Objective: To evaluate the benefits and harms of vaginal birth after cesarean compared with repeat cesarean delivery.
Data sources: The computerized databases MEDLINE, EMBASE, HealthSTAR, Cochrane CENTRAL, and National Centre for Reviews and Dissemination Database of Abstracts of Reviews of Effectiveness, along with reference lists and national experts, were used to conduct this review.
Methods of study selection: All studies that reported data for maternal or infant outcomes in women with prior cesarean delivery were eligible. Methodological quality was evaluated for each study with the criteria of the United States Preventive Services Task Force and the National Health Service Centre for Reviews and Dissemination. Twenty of 6,828 potentially relevant articles (55,506 patients) were included in the analysis.

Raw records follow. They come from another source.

//! Serde-deserializable types matching NewsData API responses.
//!
//! These types are separate from domain types so the payload can be validated
//! at the boundary: anything missing a required field is rejected here rather
//! than surfacing as a panic or an empty title further down.

use chrono::{DateTime, NaiveDateTime, Utc};
use serde::Deserialize;
use serde_json::Value;
use tracing::warn;

use super::error::FetchError;
use super::types::{Article, FetchPage};

/// Provider code used when the daily credit quota is exhausted
const RATE_LIMIT_CODE: &str = "RateLimitExceeded";

// ============================================================================
// Response envelope
// ============================================================================

#[derive(Debug, Deserialize)]
pub struct ApiResponse {
  pub status: String,
  #[serde(default)]
  pub results: Value,
  #[serde(rename = "nextPage", default)]
  pub next_page: Option<Value>,
  pub message: Option<String>,
}

/// Error details, sent in place of the results array
#[derive(Debug, Default, Deserialize)]
pub struct ApiErrorDetails {
  pub message: Option<String>,
  pub code: Option<String>,
}

// ============================================================================
// Articles
// ============================================================================

#[derive(Debug, Deserialize)]
pub struct ApiArticle {
  pub article_id: Option<String>,
  pub title: Option<String>,
  pub link: Option<String>,
  pub description: Option<String>,
  #[serde(rename = "pubDate")]
  pub pub_date: Option<String>,
  pub image_url: Option<String>,
  #[serde(default)]
  pub category: Option<Vec<String>>,
  pub source_id: Option<String>,
}

impl ApiArticle {
  /// Convert to a domain article; `None` if a required field is missing
  pub fn into_article(self) -> Option<Article> {
    let title = non_empty(self.title)?;
    let link = non_empty(self.link)?;
    let published_at = parse_pub_date(self.pub_date.as_deref()?)?;

    let mut categories: Vec<String> = Vec::new();
    for tag in self.category.unwrap_or_default() {
      let tag = tag.trim().to_lowercase();
      if !tag.is_empty() && !categories.contains(&tag) {
        categories.push(tag);
      }
    }

    Some(Article {
      title,
      description: non_empty(self.description),
      image_url: non_empty(self.image_url),
      published_at,
      link,
      categories,
      provider_id: non_empty(self.article_id),
      source: non_empty(self.source_id),
    })
  }
}

// ============================================================================
// Parsing
// ============================================================================

/// Validate a provider response body and convert it into a page of articles.
///
/// `http_status` is the HTTP status code the body arrived with.
pub fn parse_response(http_status: u16, body: &str) -> Result<FetchPage, FetchError> {
  if http_status == 429 {
    return Err(FetchError::RateLimited);
  }

  let response: ApiResponse = match serde_json::from_str(body) {
    Ok(r) => r,
    Err(e) => {
      if !(200..300).contains(&http_status) {
        return Err(FetchError::Provider(format!(
          "Provider returned HTTP {}",
          http_status
        )));
      }
      return Err(FetchError::Provider(format!(
        "Malformed provider response: {}",
        e
      )));
    }
  };

  if response.status != "success" {
    return Err(classify_error(response));
  }

  let results = match response.results {
    Value::Array(items) => items,
    Value::Null => Vec::new(),
    other => {
      return Err(FetchError::Provider(format!(
        "Malformed provider response: expected results array, got {}",
        json_kind(&other)
      )))
    }
  };

  let total = results.len();
  let articles: Vec<Article> = results
    .into_iter()
    .enumerate()
    .filter_map(|(idx, item)| {
      match serde_json::from_value::<ApiArticle>(item)
        .ok()
        .and_then(ApiArticle::into_article)
      {
        Some(article) => Some(article),
        None => {
          warn!("Skipping malformed article at position {}", idx);
          None
        }
      }
    })
    .collect();

  if articles.len() < total {
    warn!("Kept {} of {} articles", articles.len(), total);
  }

  Ok(FetchPage {
    articles,
    next_page: response.next_page.and_then(token_value),
  })
}

/// Turn an error envelope into the matching `FetchError`
fn classify_error(response: ApiResponse) -> FetchError {
  let details: ApiErrorDetails = serde_json::from_value(response.results).unwrap_or_default();
  let message = details.message.or(response.message);

  let is_rate_limit = details.code.as_deref() == Some(RATE_LIMIT_CODE)
    || message
      .as_deref()
      .is_some_and(|m| m.to_lowercase().contains("rate limit"));

  if is_rate_limit {
    FetchError::RateLimited
  } else {
    FetchError::provider(message)
  }
}

/// The provider sends the continuation token as a string, occasionally a number
fn token_value(value: Value) -> Option<String> {
  match value {
    Value::String(s) if !s.is_empty() => Some(s),
    Value::Number(n) => Some(n.to_string()),
    _ => None,
  }
}

fn parse_pub_date(s: &str) -> Option<DateTime<Utc>> {
  NaiveDateTime::parse_from_str(s.trim(), "%Y-%m-%d %H:%M:%S")
    .map(|dt| dt.and_utc())
    .ok()
    .or_else(|| {
      DateTime::parse_from_rfc3339(s.trim())
        .ok()
        .map(|dt| dt.with_timezone(&Utc))
    })
}

fn non_empty(value: Option<String>) -> Option<String> {
  value.filter(|v| !v.trim().is_empty())
}

fn json_kind(value: &Value) -> &'static str {
  match value {
    Value::Null => "null",
    Value::Bool(_) => "boolean",
    Value::Number(_) => "number",
    Value::String(_) => "string",
    Value::Array(_) => "array",
    Value::Object(_) => "object",
  }
}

Tabulation, integration, and results: Two authors independently abstracted information on study design, sample size, participant characteristics, and maternal and fetal health outcomes by using a standardized protocol. Rates of vaginal delivery in women undergoing a trial of labor ranged from 60% to 82%. There was no significant difference in maternal deaths or hysterectomy between trial of labor and repeat cesarean. Uterine rupture was more common in the trial-of-labor group, but rates of asymptomatic uterine dehiscence did not differ. Studies conflicted on the effect of induction of labor on these outcomes. Data regarding infant outcomes were poor.
Conclusion: Safety in childbirth for women with prior cesarean is a major public health concern. Methodological deficiencies in the literature evaluating the relative safety of vaginal birth after cesarean compared with repeat cesarean delivery are striking. The identification of high-risk and low-risk groups of women and settings for morbidity remains a key research priority.